What you are asked to do ▸ Give the number of lines in the records below that hold "error"; nothing else is needed.

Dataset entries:
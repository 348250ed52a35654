//! Structural metadata format for compiled source files.
//!
//! Every compiled source produces one [`PackageFragment`]: the declared types
//! of the file, its file-scope members, and the string and qualified-name
//! tables that both refer to. The fragment is serialized with a small magic
//! and version header so that stale or foreign bytes are rejected instead of
//! being misread. [`NameResolver`] turns table indices back into structured
//! names, and the [`shape`] module resolves entries into name-independent
//! shapes that can be compared across fragments.

#![warn(missing_docs)]

pub mod builder;
pub mod error;
pub mod fragment;
pub mod names;
pub mod shape;

pub use builder::FragmentBuilder;
pub use error::MetadataError;
pub use fragment::{
    ClassEntry, ConstructorEntry, FunctionEntry, PackageEntry, PackageExtensions, PackageFragment,
    PropertyEntry, TypeAliasEntry, TypeRef, ValueParameter,
};
pub use names::{ClassName, NameKind, NameResolver, Namespace, QualifiedName};
pub use shape::{FileScopeShape, TypeShape};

Reply to the task ▸ 2